SHERLOCK HOLMES de Guy RITCHIE (2010)

Spécialiste des films d’arnaque survitaminés, Guy Ritchie fait ici le pari d’imposer au célèbre détective londonien son univers clipesque. Relecture totale du mythe ? Simple lecture serait plus juste, tant le résultat apparait finalement beaucoup plus fidèle à l’œuvre de Sir Arthur Conan Doyle que  les nombreux films pantouflards qui l’ont précédé. Guy Ritchie propose alors un Sherlock Holmes filant à toute vitesse sur plus de deux heures. Mais à courir trop vite, on finit par se prendre les pieds dans le tapis…

D’une séquence à l’autre, le réalisateur apporte un ton monocorde à sa mise en scène. Ainsi, que Holmes discute dans ses appartements avec Watson, qu’il inspecte les moindres recoins d’un lieu ou qu’il se batte frénétiquement contre ses adversaires, on se voit systématiquement affublé de ses enchainements de plans stroboscopiques s’étalant à peine sur une seconde au nom d’un sacro saint dynamisme. Cherchant constamment la modernité dans l’époque, Ritchie en oublie ce qu’il filme. On entre alors dans un rythme certes soutenu mais totalement linéaire qui laisse place à de nombreuses interrogations sur les intentions de mise en scène. Et ce n’est pas les quelques effets racoleurs du film, tels que les flashbacks sur les réels agissements de Holmes, qui viennent rehausser le tout. Et l’on se demande encore si ces idées sont bonnes ou mauvaises car oui, Sherlock Holmes vient bien de nous débrancher le cerveau. Parmi ces effets, les ralentis lorsque le détective planifie chirurgicalement ses attaques ont au moins le mérite de donner à voir une partie des chorégraphies de combat du film. Dans les autres cas, les scènes d’actions apparaissent souvent brouillonnes et finalement peu inventives. Elles s’intercalent régulièrement entre les phases d’enquêtes afin de composer un ensemble qui se révèle bien formaté.
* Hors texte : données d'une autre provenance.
use std::time::Duration;

use async_trait::async_trait;
use reqwest::header::{HeaderMap, HeaderValue};
use reqwest::{Client, Method};
use serde_json::Value;
use tracing::debug;

use crate::error::MailcowError;
use crate::gateway::Gateway;
use crate::resource::{Operation, ResourceKind};
use crate::response::ApiResponse;

pub const REQUEST_TIMEOUT: Duration = Duration::from_secs(30);

const MAX_ERROR_BODY: usize = 200;

pub struct MailcowClient {
    client: Client,
    base_url: String,
}

impl MailcowClient {
    pub fn new(api_url: &str, api_key: &str) -> Result<Self, MailcowError> {
        let mut key = HeaderValue::from_str(api_key)
            .map_err(|_| MailcowError::Config("API key contains invalid characters".into()))?;
        key.set_sensitive(true);
        let mut headers = HeaderMap::new();
        headers.insert("X-API-Key", key);

        let client = Client::builder()
            .default_headers(headers)
            .timeout(REQUEST_TIMEOUT)
            .user_agent(concat!("mailcow-cli/", env!("CARGO_PKG_VERSION")))
            .build()?;

        Ok(Self {
            client,
            base_url: api_url.trim_end_matches('/').to_string(),
        })
    }

    pub fn url(&self, endpoint: &str) -> String {
        format!("{}/api/v1/{endpoint}", self.base_url)
    }

    pub async fn request(
        &self,
        method: Method,
        endpoint: &str,
        body: Option<&Value>,
    ) -> Result<Value, MailcowError> {
        let url = self.url(endpoint);
        debug!(%method, %url, "mailcow request");

        let mut req = self.client.request(method, &url);
        if let Some(body) = body {
            req = req.json(body);
        }
        let resp = req.send().await?;
        let status = resp.status();
        let text = resp.text().await?;
        if !status.is_success() {
            return Err(MailcowError::Status {
                status: status.as_u16(),
                body: truncate(&text, MAX_ERROR_BODY),
            });
        }
        if text.trim().is_empty() {
            return Ok(Value::Null);
        }
        serde_json::from_str(&text)
            .map_err(|e| MailcowError::InvalidResponse(format!("{e}: {}", truncate(&text, MAX_ERROR_BODY))))
    }
}

fn truncate(body: &str, max: usize) -> String {
    match body.char_indices().nth(max) {
        Some((idx, _)) => format!("{}...", &body[..idx]),
        None => body.to_string(),
    }
}

#[async_trait]
impl Gateway for MailcowClient {
    async fn execute(
        &self,
        operation: Operation,
        kind: ResourceKind,
        payload: Value,
    ) -> Result<ApiResponse, MailcowError> {
        let endpoint = kind
            .endpoint(operation)
            .ok_or_else(|| MailcowError::Other(format!("{operation:?} is not supported for {kind}")))?;
        let value = if operation.is_read() {
            self.request(Method::GET, endpoint, None).await?
        } else {
            self.request(Method::POST, endpoint, Some(&payload)).await?
        };
        Ok(ApiResponse::from_value(value))
    }
}

#[cfg(test)]
mod tests {
    use super::*;

    #[test]
    fn base_url_trailing_slash_is_trimmed() {
        let client = MailcowClient::new("https://mail.example.com/", "key").unwrap();
        assert_eq!(
            client.url("get/mailbox/all"),
            "https://mail.example.com/api/v1/get/mailbox/all"
        );
    }

    #[test]
    fn invalid_api_key_is_a_config_error() {
        let err = MailcowClient::new("https://mail.example.com", "bad\nkey").err();
        assert!(matches!(err, Some(MailcowError::Config(_))));
    }

    #[test]
    fn truncate_long_bodies() {
        assert_eq!(truncate("abcdef", 3), "abc...");
        assert_eq!(truncate("abc", 3), "abc");
    }
}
Ses excentricités, c’est bien du coté de la mise en scène qu’a du les trouver Guy Ritchie car coté scénario, on marche dans des sentiers bien battus. Sherlock Holmes et Watson courent après un revenant terroriste, semant les morts dans les rues de Londres et multipliant les miracles effrayants, le tout sur fond de société secrète. Le personnage rationnel et misanthrope va alors user de toutes ses compétences pour dénicher le malandrin et révéler toutes ses illusions. Quelques intrigues secondaires viennent compléter une alchimie ultra conventionnelle dont les petites doses d’humour et les dialogues un peu ficelés ne font que confirmer cet air de déjà-vu, et pas qu’une fois. Dés lors, on s’ennuie joyeusement sur ce spectacle illusoire et sans grands élans, dont les péripéties résonnent comme des passages obligés d’un genre. Au mieux, certains trouveront une activité réconfortante à déceler en avance les éléments d’une enquête peu passionnante, les autres resteront dans la totale indifférence de ce scénario prévisible.

Sherlock Holmes a alors tout le temps de laisser la part belle aux acteurs qui ont la lourde de tache de faire partager leur engouement pour le projet. Et c’est par ce biais que le film devient enfin communicatif. La tenue du gentleman anglais semble aller comme un gant à Robert Downey Jr qui parvient habilement à faire la passerelle entre l’univers de Guy Ritchie et les enjeux de son personnage.  Quant à Jude Law, grandiose comme on le connait, il révèle enfin toute la profondeur et la noblesse de ce militaire reconverti qu’est le Dr Watson.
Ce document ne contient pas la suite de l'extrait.